I just finished listening to some Operas by Mozart (since he recently had a birthday. ) and I think I'm in love with Die Zauberflote, (The Magic Flute.) The Marriage of Figaro has led me to seek out the Barbar of Seville (spelling?) amongst other Rossini operas.

Oh, you may have noticed I meantioned listening, as opposed to attending. Well thats because Madam Butterfly is the only Opera I've ever been to in person, everything else I' borrow from the library as cassettes or VHS. :3 I've never been to a symphony, though I sang in a childrens choir when I was small, so I guess that could be considered 'attending'. But I hope to actually go to another opera sometime soon, its just to expensive for me to go to every show that comes to town. (Cats is coming to my city soon, and dang they have to tempt me with Andrew Lloyd Webber!)

Okay, so, thats me, and my opera history. If I had to be stuck on an Island with any one opera it would be Die Zauberflote! Litterally, I can hear all the arias in my head if I'm not thinking of anything else.

Lurve Ya


----------



## Frederik Magle (Feb 17, 2006)

Welcome urbandryad!

And sorry about the loooong time before I replied to your thread - this will change soon 
I hope to see you around again as this place will come to life once more

Kind regards
Frederik


----------



## SixFootScowl (Oct 17, 2011)

I am so sorry to see that urbandryad didn't stick around.


----------



## Klassik (Mar 14, 2017)

Fritz Kobus said:


> I am so sorry to see that urbandryad didn't stick around.


Maybe urbandryad heard Renee Fleming or a Wagner opera (maybe the combination of both) and decided that opera wasn't for them.


----------



## Capeditiea (Feb 23, 2018)

Klassik said:


> Maybe urbandryad heard Renee Fleming or a Wagner opera (maybe the combination of both) and decided that opera wasn't for them.


that would be a horrid first time for opera on both accounts. :O


----------



## SixFootScowl (Oct 17, 2011)

Klassik said:


> Maybe urbandryad heard Renee Fleming or a Wagner opera (maybe the combination of both) and decided that opera wasn't for them.


No, I think he heard Andrea Bocelli attempting to sing opera and was repulsed!


----------



## Manxfeeder (Oct 19, 2010)

urbandryad said:


> Okay, so, thats me, and my opera history. If I had to be stuck on an Island with any one opera it would be Die Zauberflote! Litterally, I can hear all the arias in my head if I'm not thinking of anything else.
> 
> Lurve Ya


Welcome!

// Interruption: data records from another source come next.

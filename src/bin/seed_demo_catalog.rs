// ==========================================
// 企业定额匹配系统 - 演示数据种子
// ==========================================
// 用途: 在本地库中生成一套小型目录与清单，
//       跑一轮自动匹配并打印统计，便于联调/演示
// ==========================================

use quota_match::app::{get_default_db_path, AppState};
use quota_match::domain::{ItemDraft, QuotaDraft};
use rust_decimal::Decimal;
use std::str::FromStr;

fn main() -> anyhow::Result<()> {
    quota_match::logging::init();

    let db_path = get_default_db_path();
    println!("使用数据库: {}", db_path);
    let app = AppState::new(db_path)?;

    // 1. 演示版本（已存在则直接复用）
    let version = match app.version_api.create_version("演示版本2026", Some("种子数据")) {
        Ok(v) => v,
        Err(_) => app
            .version_api
            .list_versions()?
            .into_iter()
            .find(|v| v.version_name == "演示版本2026")
            .expect("演示版本应当存在"),
    };
    println!("定额版本: {} (id={})", version.version_name, version.id);

    // 2. 目录定额
    let quotas = [
        ("AZ-001", "砖基础", "M5水泥砂浆", "m3", "428.70"),
        ("AZ-002", "混凝土垫层", "C15", "m3", "512.35"),
        ("AZ-003", "土方开挖", "三类土,深2m内", "m3", "18.60"),
        ("AZ-004", "钢筋制安", "HRB400 Φ12", "t", "5830.00"),
    ];
    for (code, name, feature, unit, price) in quotas {
        app.quota_api.create_quota(
            version.id,
            QuotaDraft {
                quota_code: Some(code.to_string()),
                quota_name: name.to_string(),
                feature_value: Some(feature.to_string()),
                unit: Some(unit.to_string()),
                unit_price: Some(Decimal::from_str(price)?),
                ..Default::default()
            },
        )?;
    }
    println!("已写入定额 {} 条", quotas.len());

    // 3. 清单（两条可精确命中，一条无对应定额）
    let items = [
        ("AZ-001", "砖基础", "M5水泥砂浆", "m3", "36.5"),
        ("AZ-003", "土方开挖", "三类土,深2m内", "m3", "120"),
        ("XX-999", "装饰吊顶", "轻钢龙骨", "m2", "88"),
    ];
    for (code, name, feature, unit, quantity) in items {
        app.item_api.create_item(ItemDraft {
            item_code: Some(code.to_string()),
            item_name: name.to_string(),
            feature_value: Some(feature.to_string()),
            unit: Some(unit.to_string()),
            quantity: Some(Decimal::from_str(quantity)?),
            ..Default::default()
        })?;
    }
    println!("已写入清单 {} 条", items.len());

    // 4. 自动匹配 + 计价列表
    let run = app.match_api.run_match(version.id, None)?;
    println!(
        "自动匹配完成: 命中 {} / 歧义 {} / 未命中 {} / 跳过 {}",
        run.report.matched, run.report.ambiguous, run.report.unmatched, run.report.skipped
    );

    for row in app.item_api.list_items()? {
        println!(
            "  [{}] {} 状态={} 单价={} 合价={}",
            row.item.id,
            row.item.item_name,
            row.item.match_status,
            row.effective_unit_price,
            row.total_price
        );
    }

    Ok(())
}
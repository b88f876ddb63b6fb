// ==========================================
// 企业定额匹配系统 - 清单定额关联仓储
// ==========================================
// 只读侧入口；涉及清单状态的写操作经由 ItemRepository
// 的聚合事务完成（attach_link / detach_link / replace_links_with_state）
// ==========================================

use crate::domain::ItemQuotaLink;
use crate::repository::error::{RepositoryError, RepositoryResult};
use crate::repository::decimal_from_row;
use rusqlite::{params, Connection, OptionalExtension, Row};
use std::sync::{Arc, Mutex};

// ==========================================
// ItemQuotaRepository - 关联仓储
// ==========================================
pub struct ItemQuotaRepository {
    conn: Arc<Mutex<Connection>>,
}

impl ItemQuotaRepository {
    /// 创建新的ItemQuotaRepository实例
    pub fn new(conn: Arc<Mutex<Connection>>) -> Self {
        Self { conn }
    }

    /// 获取数据库连接
    fn get_conn(&self) -> RepositoryResult<std::sync::MutexGuard<'_, Connection>> {
        self.conn
            .lock()
            .map_err(|e| RepositoryError::LockError(e.to_string()))
    }

    /// 按ID查询关联
    pub fn find_by_id(&self, link_id: i64) -> RepositoryResult<Option<ItemQuotaLink>> {
        let conn = self.get_conn()?;

        let link = conn
            .query_row(
                &format!("{} WHERE id = ?", Self::SELECT_BASE),
                params![link_id],
                Self::map_row,
            )
            .optional()?;

        Ok(link)
    }

    /// 查询清单的全部关联（挂接顺序）
    pub fn list_by_item(&self, item_id: i64) -> RepositoryResult<Vec<ItemQuotaLink>> {
        let conn = self.get_conn()?;

        let mut stmt = conn.prepare(&format!(
            "{} WHERE item_id = ? ORDER BY sort_order, id",
            Self::SELECT_BASE
        ))?;

        let links = stmt
            .query_map(params![item_id], Self::map_row)?
            .collect::<Result<Vec<ItemQuotaLink>, _>>()?;

        Ok(links)
    }

    /// 该清单是否已挂接某定额
    pub fn exists(&self, item_id: i64, quota_id: i64) -> RepositoryResult<bool> {
        let conn = self.get_conn()?;

        let found: Option<i64> = conn
            .query_row(
                "SELECT id FROM project_item_quota WHERE item_id = ? AND quota_id = ? LIMIT 1",
                params![item_id, quota_id],
                |row| row.get(0),
            )
            .optional()?;

        Ok(found.is_some())
    }

    /// 清单的关联数量
    pub fn count_by_item(&self, item_id: i64) -> RepositoryResult<i64> {
        let conn = self.get_conn()?;

        let count: i64 = conn.query_row(
            "SELECT COUNT(*) FROM project_item_quota WHERE item_id = ?",
            params![item_id],
            |row| row.get(0),
        )?;
        Ok(count)
    }

    const SELECT_BASE: &'static str = r#"SELECT id, item_id, quota_id, quota_code, quota_name,
                      quota_feature_value, unit_price, sort_order
               FROM project_item_quota"#;

    /// 行映射
    fn map_row(row: &Row<'_>) -> rusqlite::Result<ItemQuotaLink> {
        Ok(ItemQuotaLink {
            id: row.get(0)?,
            item_id: row.get(1)?,
            quota_id: row.get(2)?,
            quota_code: row.get(3)?,
            quota_name: row.get(4)?,
            quota_feature_value: row.get(5)?,
            unit_price: decimal_from_row(row, 6)?,
            sort_order: row.get(7)?,
        })
    }
}
// ==========================================
// 企业定额匹配系统 - API层错误类型
// ==========================================
// 职责: 定义API层错误分类，转换下层错误为用户可读的失败原因
// 分类对齐操作语义: 未找到 / 参数非法 / 重复挂接 / 并发冲突
// ==========================================

use crate::engine::error::EngineError;
use crate::importer::error::ImportError;
use crate::repository::error::RepositoryError;
use thiserror::Error;

/// API层错误类型
/// 所有错误信息必须包含显式原因
#[derive(Error, Debug)]
pub enum ApiError {
    // ==========================================
    // 业务规则错误
    // ==========================================
    #[error("无效输入: {0}")]
    InvalidInput(String),

    #[error("资源未找到: {0}")]
    NotFound(String),

    #[error("定额已挂接: {0}")]
    AlreadyAttached(String),

    // ==========================================
    // 并发控制错误
    // ==========================================
    #[error("版本冲突: {0}")]
    VersionConflict(String),

    // ==========================================
    // 数据访问错误
    // ==========================================
    #[error("数据库错误: {0}")]
    DatabaseError(String),

    // ==========================================
    // 导入错误
    // ==========================================
    #[error("文件导入失败: {0}")]
    ImportError(String),

    // ==========================================
    // 通用错误
    // ==========================================
    #[error("内部错误: {0}")]
    InternalError(String),

    #[error(transparent)]
    Other(#[from] anyhow::Error),
}

// ==========================================
// 从 RepositoryError 转换
// ==========================================
impl From<RepositoryError> for ApiError {
    fn from(err: RepositoryError) -> Self {
        match err {
            RepositoryError::NotFound { entity, id } => {
                ApiError::NotFound(format!("{}(id={})不存在", entity, id))
            }
            RepositoryError::LockError(msg) => {
                ApiError::DatabaseError(format!("数据库锁获取失败: {}", msg))
            }
            RepositoryError::DatabaseQueryError(msg) => ApiError::DatabaseError(msg),
            // 通过校验后仍触发约束，说明前置条件被并发修改破坏
            RepositoryError::UniqueConstraintViolation(msg) => {
                ApiError::VersionConflict(format!("唯一约束违反: {}", msg))
            }
            RepositoryError::ForeignKeyViolation(msg) => {
                ApiError::VersionConflict(format!("外键约束违反: {}", msg))
            }
            RepositoryError::InternalError(msg) => ApiError::InternalError(msg),
            RepositoryError::Other(err) => ApiError::Other(err),
        }
    }
}

// ==========================================
// 从 EngineError 转换
// ==========================================
impl From<EngineError> for ApiError {
    fn from(err: EngineError) -> Self {
        match err {
            EngineError::NotFound { entity, id } => {
                ApiError::NotFound(format!("{}(id={})不存在", entity, id))
            }
            EngineError::InvalidPrice(msg) => ApiError::InvalidInput(msg),
            EngineError::AlreadyAttached { item_id, quota_id } => ApiError::AlreadyAttached(
                format!("清单{}已挂接定额{}", item_id, quota_id),
            ),
            EngineError::MatchRunInProgress { version_id } => ApiError::VersionConflict(format!(
                "版本{}的自动匹配正在进行，请稍后重试",
                version_id
            )),
            EngineError::Repository(e) => e.into(),
        }
    }
}

// ==========================================
// 从 ImportError 转换
// ==========================================
impl From<ImportError> for ApiError {
    fn from(err: ImportError) -> Self {
        ApiError::ImportError(err.to_string())
    }
}

/// Result 类型别名
pub type ApiResult<T> = Result<T, ApiError>;
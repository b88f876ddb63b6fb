// ==========================================
// 企业定额匹配系统 - 仓储层错误类型
// ==========================================
// 工具: thiserror 派生宏
// ==========================================

use thiserror::Error;

/// 仓储层错误类型
#[derive(Error, Debug)]
pub enum RepositoryError {
    // ===== 数据库错误 =====
    #[error("记录未找到: {entity} with id={id}")]
    NotFound { entity: String, id: String },

    #[error("数据库锁获取失败: {0}")]
    LockError(String),

    #[error("数据库查询失败: {0}")]
    DatabaseQueryError(String),

    #[error("唯一约束违反: {0}")]
    UniqueConstraintViolation(String),

    #[error("外键约束违反: {0}")]
    ForeignKeyViolation(String),

    // ===== 通用错误 =====
    #[error("内部错误: {0}")]
    InternalError(String),

    #[error(transparent)]
    Other(#[from] anyhow::Error),
}

// 实现 From<rusqlite::Error>
impl From<rusqlite::Error> for RepositoryError {
    fn from(err: rusqlite::Error) -> Self {
        match err {
            rusqlite::Error::SqliteFailure(_, Some(msg)) => {
                if msg.contains("UNIQUE") {
                    RepositoryError::UniqueConstraintViolation(msg)
                } else if msg.contains("FOREIGN KEY") {
                    RepositoryError::ForeignKeyViolation(msg)
                } else {
                    RepositoryError::DatabaseQueryError(msg)
                }
            }
            rusqlite::Error::QueryReturnedNoRows => RepositoryError::NotFound {
                entity: "Unknown".to_string(),
                id: "Unknown".to_string(),
            },
            _ => RepositoryError::DatabaseQueryError(err.to_string()),
        }
    }
}

/// Result 类型别名
pub type RepositoryResult<T> = Result<T, RepositoryError>;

Yeah, if you have Mozart stuck in your head, that's not a bad place to be.

I'm curious; have you seen Ingmar Bergman's film rendition of the Magic Flute?


----------



## Klassik (Mar 14, 2017)

Manxfeeder said:


> Welcome! Yeah, if you have Mozart stuck in your head, that's not a bad place to be.
> 
> I'm curious; have you seen Ingmar Bergman's film rendition of the Magic Flute?

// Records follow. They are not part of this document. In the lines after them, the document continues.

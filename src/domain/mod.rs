// ==========================================
// 企业定额匹配系统 - 领域层
// ==========================================
// 职责: 实体与类型定义，不含数据访问
// ==========================================

pub mod association;
pub mod item;
pub mod quota;
pub mod types;

// 重导出核心类型
pub use association::ItemQuotaLink;
pub use item::{Item, ItemDraft, ItemPatch};
pub use quota::{Quota, QuotaDraft, QuotaVersion};
pub use types::MatchStatus;
// ==========================================
// 企业定额匹配系统 - 匹配 API
// ==========================================
// 职责: 封装匹配引擎的自动匹配与人工操作
// 版本ID显式传入，无隐式"当前选中版本"
// ==========================================

use std::sync::Arc;

use rust_decimal::Decimal;
use serde::{Deserialize, Serialize};
use tracing::info;

use crate::api::error::ApiResult;
use crate::domain::{Item, ItemQuotaLink};
use crate::engine::{MatchPolicy, MatchRunReport, MatchingEngine};

// ==========================================
// MatchRunResponse - 自动匹配响应
// ==========================================
#[derive(Debug, Clone, Serialize, Deserialize)]
pub struct MatchRunResponse {
    pub matched_count: usize,
    pub report: MatchRunReport,
}

// ==========================================
// DetachResponse - 摘除关联响应
// ==========================================
#[derive(Debug, Clone, Serialize, Deserialize)]
pub struct DetachResponse {
    /// 摘除后剩余关联数
    pub remaining: usize,
    /// 是否因删空回退为未匹配
    pub reverted_to_unmatched: bool,
}

// ==========================================
// MatchApi - 匹配 API
// ==========================================
pub struct MatchApi {
    engine: Arc<MatchingEngine>,
}

impl MatchApi {
    /// 创建新的MatchApi实例
    pub fn new(engine: Arc<MatchingEngine>) -> Self {
        Self { engine }
    }

    /// 对指定版本执行自动匹配
    ///
    /// policy 缺省使用默认匹配键策略（编码+特征，无编码退回名称+特征，去空白）
    pub fn run_match(
        &self,
        version_id: i64,
        policy: Option<MatchPolicy>,
    ) -> ApiResult<MatchRunResponse> {
        let policy = policy.unwrap_or_default();
        let report = self.engine.run_match(version_id, &policy)?;

        Ok(MatchRunResponse {
            matched_count: report.matched,
            report,
        })
    }

    /// 人工单选定额
    pub fn select_quota(&self, item_id: i64, quota_id: i64) -> ApiResult<Item> {
        let item = self.engine.select_quota(item_id, quota_id)?;
        info!(item_id, quota_id, "人工单选定额成功");
        Ok(item)
    }

    /// 人工直接定价
    pub fn set_manual_price(&self, item_id: i64, unit_price: Decimal) -> ApiResult<Item> {
        let item = self.engine.set_manual_price(item_id, unit_price)?;
        info!(item_id, %unit_price, "人工定价成功");
        Ok(item)
    }

    /// 挂接定额（多定额）
    pub fn attach_quota(&self, item_id: i64, quota_id: i64) -> ApiResult<ItemQuotaLink> {
        let link = self.engine.attach_quota(item_id, quota_id)?;
        info!(item_id, quota_id, link_id = link.id, "挂接定额成功");
        Ok(link)
    }

    /// 摘除关联
    pub fn detach_quota(&self, item_id: i64, link_id: i64) -> ApiResult<DetachResponse> {
        let remaining = self.engine.detach_quota(item_id, link_id)?;
        Ok(DetachResponse {
            remaining,
            reverted_to_unmatched: remaining == 0,
        })
    }

    /// 清空清单的全部关联
    ///
    /// # 返回
    /// - `Ok(removed)`: 被移除的关联数（重复调用返回 0，幂等）
    pub fn clear_quotas(&self, item_id: i64) -> ApiResult<usize> {
        let removed = self.engine.clear_quotas(item_id)?;
        Ok(removed)
    }
}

Hopefully you're not expecting a response from OP any time soon, Manx.


----------



## SixFootScowl (Oct 17, 2011)

Klassik said:


> Hopefully you're not expecting a response from OP any time soon, Manx.


Blame me for dragging up a 12-year-old post. But I could not help myself.


----------



## Capeditiea (Feb 23, 2018)

Fritz Kobus said:


> Blame me for dragging up a 12-year-old post. But I could not help myself.

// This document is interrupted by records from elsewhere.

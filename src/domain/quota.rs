// ==========================================
// 企业定额匹配系统 - 定额目录领域模型
// ==========================================
// QuotaVersion: 命名的目录快照，定额归属其一
// Quota: 带价目的定额条目
// ==========================================

use chrono::NaiveDateTime;
use rust_decimal::Decimal;
use serde::{Deserialize, Serialize};

// ==========================================
// QuotaVersion - 定额版本
// ==========================================
// 用途: 目录快照管理，匹配时显式选择一个版本（无隐式"最新"）
#[derive(Debug, Clone, Serialize, Deserialize)]
pub struct QuotaVersion {
    pub id: i64,                     // 版本ID
    pub version_name: String,        // 版本名称（唯一）
    pub description: Option<String>, // 描述
    pub create_time: NaiveDateTime,  // 创建时间
    pub update_time: NaiveDateTime,  // 更新时间
}

// ==========================================
// Quota - 企业定额
// ==========================================
#[derive(Debug, Clone, Serialize, Deserialize)]
pub struct Quota {
    pub id: i64,                        // 定额ID
    pub version_id: i64,                // 归属版本
    pub quota_code: Option<String>,     // 定额编码（版本内不要求唯一）
    pub quota_name: String,             // 定额名称（必填）
    pub feature_value: Option<String>,  // 项目特征
    pub unit: Option<String>,           // 计量单位
    pub unit_price: Option<Decimal>,    // 综合单价
    pub labor_cost: Option<Decimal>,    // 人工费
    pub material_cost: Option<Decimal>, // 材料费
    pub machine_cost: Option<Decimal>,  // 机械费
    pub remark: Option<String>,         // 备注
}

// ==========================================
// QuotaDraft - 待入库的定额行
// ==========================================
// 用途: 新建/批量导入时的输入，ID 由数据库生成
#[derive(Debug, Clone, Default, Serialize, Deserialize)]
pub struct QuotaDraft {
    pub quota_code: Option<String>,
    pub quota_name: String,
    pub feature_value: Option<String>,
    pub unit: Option<String>,
    pub unit_price: Option<Decimal>,
    pub labor_cost: Option<Decimal>,
    pub material_cost: Option<Decimal>,
    pub machine_cost: Option<Decimal>,
    pub remark: Option<String>,
}
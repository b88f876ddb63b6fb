// ==========================================
// 企业定额匹配系统 - 数据仓储层
// ==========================================
// 职责: 提供数据访问接口,屏蔽数据库细节
// 约束: 所有查询使用参数化,防止 SQL 注入
// 红线: Repository 不含业务逻辑
// ==========================================

pub mod error;
pub mod item_repo;
pub mod link_repo;
pub mod quota_repo;
pub mod version_repo;

// 重导出核心仓储
pub use error::{RepositoryError, RepositoryResult};
pub use item_repo::ItemRepository;
pub use link_repo::ItemQuotaRepository;
pub use quota_repo::QuotaRepository;
pub use version_repo::QuotaVersionRepository;

use chrono::NaiveDateTime;
use rust_decimal::Decimal;
use rusqlite::types::Type;
use rusqlite::Row;
use std::str::FromStr;

/// 时间戳的库内文本格式
pub(crate) const TIMESTAMP_FMT: &str = "%Y-%m-%d %H:%M:%S";

/// 金额/数量列以 TEXT 存储（全精度），写入时序列化
pub(crate) fn decimal_to_sql(value: &Option<Decimal>) -> Option<String> {
    value.map(|d| d.to_string())
}

/// 读取 TEXT 金额/数量列；空串视为 NULL
pub(crate) fn decimal_from_row(row: &Row<'_>, idx: usize) -> rusqlite::Result<Option<Decimal>> {
    let raw: Option<String> = row.get(idx)?;
    match raw {
        None => Ok(None),
        Some(s) if s.trim().is_empty() => Ok(None),
        Some(s) => Decimal::from_str(s.trim())
            .map(Some)
            .map_err(|e| rusqlite::Error::FromSqlConversionFailure(idx, Type::Text, Box::new(e))),
    }
}

/// 读取时间戳列
pub(crate) fn timestamp_from_row(row: &Row<'_>, idx: usize) -> rusqlite::Result<NaiveDateTime> {
    let raw: String = row.get(idx)?;
    NaiveDateTime::parse_from_str(&raw, TIMESTAMP_FMT)
        .map_err(|e| rusqlite::Error::FromSqlConversionFailure(idx, Type::Text, Box::new(e)))
}

/// 读取匹配状态列
pub(crate) fn match_status_from_row(
    row: &Row<'_>,
    idx: usize,
) -> rusqlite::Result<crate::domain::MatchStatus> {
    let raw: String = row.get(idx)?;
    crate::domain::MatchStatus::parse(&raw).ok_or_else(|| {
        rusqlite::Error::FromSqlConversionFailure(
            idx,
            Type::Text,
            format!("非法匹配状态: {}", raw).into(),
        )
    })
}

Naw, it is all good.  *nods, are you a discordian? if so, sweet... if not... you are one in my mind.


----------



## Manxfeeder (Oct 19, 2010)

Klassik said:


> Hopefully you're not expecting a response from OP any time soon, Manx.


Maybe it's like a message in a bottle, and it will float around until it lands on their beach.


----------



## Klassik (Mar 14, 2017)

Fritz Kobus said:


> Blame me for dragging up a 12-year-old post. But I could not help myself.


Threads are kind of like music. Sometimes the older ones are better. :lol: I'm not saying contemporary era TC Community Forum posts are bad, but there just aren't very many of them. But, yeah, it seems like the Community Forum members 5+ years ago had a lot of fun on here until they lost interest or got banned. 



Manxfeeder said:


> Maybe it's like a message in a bottle, and it will float around until it lands on their beach.


Assume they are still alive!  12 years is a long time for a classical music fan!


----------



## EddieRUKiddingVarese (Jan 8, 2013)

That's was me back in 2006

Nah only Kidding


----------